EXERCISE:
What lines of the data below hold the string "crate"? Copy each one.

RECORDS FOR THIS EXERCISE:
# # # # # # #
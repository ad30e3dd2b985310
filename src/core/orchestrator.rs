//! Pipeline orchestrator.
//!
//! Owns the story state machine. Consumes the control queue, routes work to
//! the stages, joins parallel review results and decides between revising
//! and approving. Only one orchestrator may run against a queue: the
//! parallel-mode join state lives in this process.

use anyhow::{anyhow, Result};
use async_trait::async_trait;
use tracing::{info, instrument, warn};

use crate::agents::{Agent, AgentContext, Disposition, DropReason};
use crate::config::{PipelineConfig, ReviewMode};
use crate::domain::{short_id, Action, Message, Payload, Stage, Story, StoryStatus};

use super::decision::{evaluate, Decision};
use super::join::{CompleteRound, PendingFeedback, ReviewRole, RoleFeedback};

pub const SYSTEM_PROMPT: &str = "You are the editor-in-chief of a small fiction imprint. \
You read reviewer and editor notes and turn them into a short, prioritized list of fixes \
the writer can act on immediately. Be concrete and concise.";

/// The control-plane agent
pub struct Orchestrator {
    ctx: AgentContext,
    review_mode: ReviewMode,
    max_revisions: u32,
    pending: PendingFeedback,
}

impl Orchestrator {
    pub fn new(ctx: AgentContext, pipeline: &PipelineConfig) -> Self {
        Self {
            ctx,
            review_mode: pipeline.review_mode,
            max_revisions: pipeline.max_revisions,
            pending: PendingFeedback::new(),
        }
    }

    /// Parallel-mode rounds still waiting on a role
    pub fn pending(&self) -> &PendingFeedback {
        &self.pending
    }

    async fn start_new_story(&self, message: &Message) -> Result<Disposition> {
        let story_id = if message.story_id.trim().is_empty() {
            short_id()
        } else {
            message.story_id.clone()
        };

        if self.ctx.load_story(&story_id).await?.is_some() {
            warn!(%story_id, "Story already exists, ignoring start");
            return Ok(Disposition::Dropped(DropReason::DuplicateStory));
        }

        let mut story = Story::new(story_id.as_str(), self.max_revisions);
        story.model = message.payload.str("model").unwrap_or_default().to_string();
        story.trigger_payload = message.payload.clone().into_map();
        self.ctx.save_story(&mut story).await?;

        let mut detail = format!("Initiating new story {}", story_id);
        if let Some(model) = story.model_override() {
            detail.push_str(&format!(" (model={})", model));
        }
        self.ctx.log_activity(&story_id, "starting_story", detail).await;

        let mut payload = Payload::new();
        for key in ["user_prompt", "genre", "model"] {
            if let Some(value) = message.payload.str(key) {
                payload.insert(key, value);
            }
        }

        self.ctx
            .send(Stage::PromptGenerator, &story_id, Action::GeneratePrompt, payload)
            .await?;
        Ok(Disposition::Completed)
    }

    async fn prompt_ready(&self, message: &Message) -> Result<Disposition> {
        self.ctx
            .log_activity(&message.story_id, "prompt_received", "Sending to writer")
            .await;
        self.ctx
            .send(Stage::Writer, &message.story_id, Action::WriteDraft, Payload::new())
            .await?;
        Ok(Disposition::Completed)
    }

    /// `draft_ready` and `revision_ready`: move to review and start a round
    async fn ready_for_review(&self, message: &Message) -> Result<Disposition> {
        let Some(mut story) = self.ctx.load_story(&message.story_id).await? else {
            return Ok(Disposition::Dropped(DropReason::StoryNotFound));
        };

        let previous = match message.action {
            Action::RevisionReady => message
                .payload
                .round_number()
                .unwrap_or(story.revision_count),
            _ => story.revision_count,
        };
        let round_number = previous.checked_add(1).ok_or_else(|| {
            anyhow!(
                "Round number {} out of range for story {}",
                previous,
                story.story_id
            )
        })?;

        story.transition(StoryStatus::InReview)?;
        self.ctx.save_story(&mut story).await?;

        self.begin_review(&story.story_id, round_number).await?;
        Ok(Disposition::Completed)
    }

    async fn begin_review(&self, story_id: &str, round_number: u32) -> Result<()> {
        self.ctx
            .log_activity(
                story_id,
                "sending_for_review",
                format!("Round {} ({})", round_number, self.review_mode),
            )
            .await;

        let payload = Payload::new().with("round_number", round_number);

        match self.review_mode {
            ReviewMode::Parallel => {
                self.pending.open(story_id, round_number);
                self.ctx
                    .send(Stage::Reviewer, story_id, Action::Review, payload.clone())
                    .await?;
                self.ctx
                    .send(Stage::Editor, story_id, Action::Edit, payload)
                    .await?;
            }
            ReviewMode::Sequential => {
                self.ctx
                    .send(Stage::Reviewer, story_id, Action::Review, payload)
                    .await?;
            }
        }

        info!(story_id, round_number, mode = %self.review_mode, "Review round started");
        Ok(())
    }

    async fn review_complete(&self, message: &Message) -> Result<Disposition> {
        if self.review_mode == ReviewMode::Parallel {
            return self.fan_in(message, ReviewRole::Reviewer).await;
        }

        let round_number = message.payload.round_number().unwrap_or(1);
        self.ctx
            .log_activity(&message.story_id, "review_received", "Sending to editor")
            .await;
        self.ctx
            .send(
                Stage::Editor,
                &message.story_id,
                Action::Edit,
                Payload::new().with("round_number", round_number),
            )
            .await?;
        Ok(Disposition::Completed)
    }

    async fn edit_complete(&self, message: &Message) -> Result<Disposition> {
        if self.review_mode == ReviewMode::Parallel {
            return self.fan_in(message, ReviewRole::Editor).await;
        }

        let Some(story) = self.ctx.load_story(&message.story_id).await? else {
            return Ok(Disposition::Dropped(DropReason::StoryNotFound));
        };

        // Sequential mode reads both verdicts back from the persisted story
        let round_number = message.payload.round_number().unwrap_or(1);
        let verdict = |role: ReviewRole| {
            story
                .feedback_for(role.as_str(), round_number)
                .map(|f| RoleFeedback::new(f.approved, f.feedback.as_str()))
                .unwrap_or_default()
        };
        let round = CompleteRound {
            round_number,
            reviewer: verdict(ReviewRole::Reviewer),
            editor: verdict(ReviewRole::Editor),
        };

        self.evaluate_and_decide(story, round).await
    }

    async fn fan_in(&self, message: &Message, role: ReviewRole) -> Result<Disposition> {
        let story_id = message.story_id.as_str();
        let round_number = message.payload.round_number().unwrap_or(1);
        let feedback = RoleFeedback::from_payload(&message.payload);

        let Some(round) = self.pending.record(story_id, role, round_number, feedback) else {
            self.ctx
                .log_activity(
                    story_id,
                    "waiting_for_feedback",
                    format!("Got {}, waiting for the other role", role),
                )
                .await;
            return Ok(Disposition::Completed);
        };

        let Some(story) = self.ctx.load_story(story_id).await? else {
            return Ok(Disposition::Dropped(DropReason::StoryNotFound));
        };

        self.evaluate_and_decide(story, round).await
    }

    #[instrument(skip(self, story, round), fields(story_id = %story.story_id, round = round.round_number))]
    async fn evaluate_and_decide(&self, mut story: Story, round: CompleteRound) -> Result<Disposition> {
        let story_id = story.story_id.clone();
        let decision = evaluate(
            round.reviewer.approved,
            round.editor.approved,
            round.round_number,
            story.max_revisions,
        );
        info!(?decision, "Round evaluated");

        match decision {
            Decision::Approve { forced } => {
                let detail = if forced {
                    format!(
                        "Approved after {} rounds, sending for cover design",
                        round.round_number
                    )
                } else {
                    "Both reviewer and editor approved".to_string()
                };
                let action = if forced { "max_revisions_reached" } else { "story_approved" };
                self.ctx.log_activity(&story_id, action, detail).await;

                story.transition(StoryStatus::Approved)?;
                self.ctx.save_story(&mut story).await?;
                self.send_for_cover(story).await?;
            }
            Decision::Revise { next_round } => {
                let prompt = format!(
                    "Reviewer feedback:\n{}\n\nEditor feedback:\n{}\n\n\
                     Reviewer approved: {}\nEditor approved: {}\n\n\
                     Summarize the top priority fixes for the writer. Be concise.",
                    round.reviewer.feedback,
                    round.editor.feedback,
                    round.reviewer.approved,
                    round.editor.approved,
                );
                let summary = self
                    .ctx
                    .generate(&mut story, "evaluate_feedback", round.round_number, prompt)
                    .await?;

                story.transition(StoryStatus::RevisionNeeded)?;
                self.ctx.save_story(&mut story).await?;
                self.ctx
                    .log_activity(
                        &story_id,
                        "revision_needed",
                        format!("Round {} - requesting revision", round.round_number),
                    )
                    .await;

                let payload = Payload::new()
                    .with("round_number", round.round_number)
                    .with("next_round", next_round)
                    .with("feedback_summary", summary);
                self.ctx
                    .send(Stage::Writer, &story_id, Action::Revise, payload)
                    .await?;
            }
        }

        Ok(Disposition::Completed)
    }

    async fn send_for_cover(&self, mut story: Story) -> Result<()> {
        story.transition(StoryStatus::DesigningCover)?;
        self.ctx.save_story(&mut story).await?;

        self.ctx
            .log_activity(&story.story_id, "sending_for_cover", "Sending to cover designer")
            .await;
        self.ctx
            .send(
                Stage::CoverDesigner,
                &story.story_id,
                Action::DesignCover,
                Payload::new(),
            )
            .await
    }

    async fn cover_ready(&self, message: &Message) -> Result<Disposition> {
        let Some(mut story) = self.ctx.load_story(&message.story_id).await? else {
            return Ok(Disposition::Dropped(DropReason::StoryNotFound));
        };

        story.transition(StoryStatus::Published)?;
        self.ctx.save_story(&mut story).await?;

        info!(story_id = %story.story_id, title = %story.title, "Story published");
        self.ctx
            .log_activity(
                &story.story_id,
                "story_published",
                format!(
                    "'{}' published after {} revision(s)",
                    story.title, story.revision_count
                ),
            )
            .await;
        Ok(Disposition::Completed)
    }
}

#[async_trait]
impl Agent for Orchestrator {
    fn context(&self) -> &AgentContext {
        &self.ctx
    }

    async fn handle(&self, message: &Message) -> Result<Disposition> {
        match &message.action {
            Action::StartNewStory => self.start_new_story(message).await,
            Action::PromptReady => self.prompt_ready(message).await,
            Action::DraftReady | Action::RevisionReady => self.ready_for_review(message).await,
            Action::ReviewComplete => self.review_complete(message).await,
            Action::EditComplete => self.edit_complete(message).await,
            Action::CoverReady => self.cover_ready(message).await,
            other => {
                warn!(action = %other, "Unhandled action");
                Ok(Disposition::Dropped(DropReason::UnknownAction))
            }
        }
    }
}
# # # # # # #
ANSWER:
use crate::agents::{Agent, AgentContext, Disposition, DropReason};
use crate::config::{PipelineConfig, ReviewMode};
use crate::domain::{short_id, Action, Message, Payload, Stage, Story, StoryStatus};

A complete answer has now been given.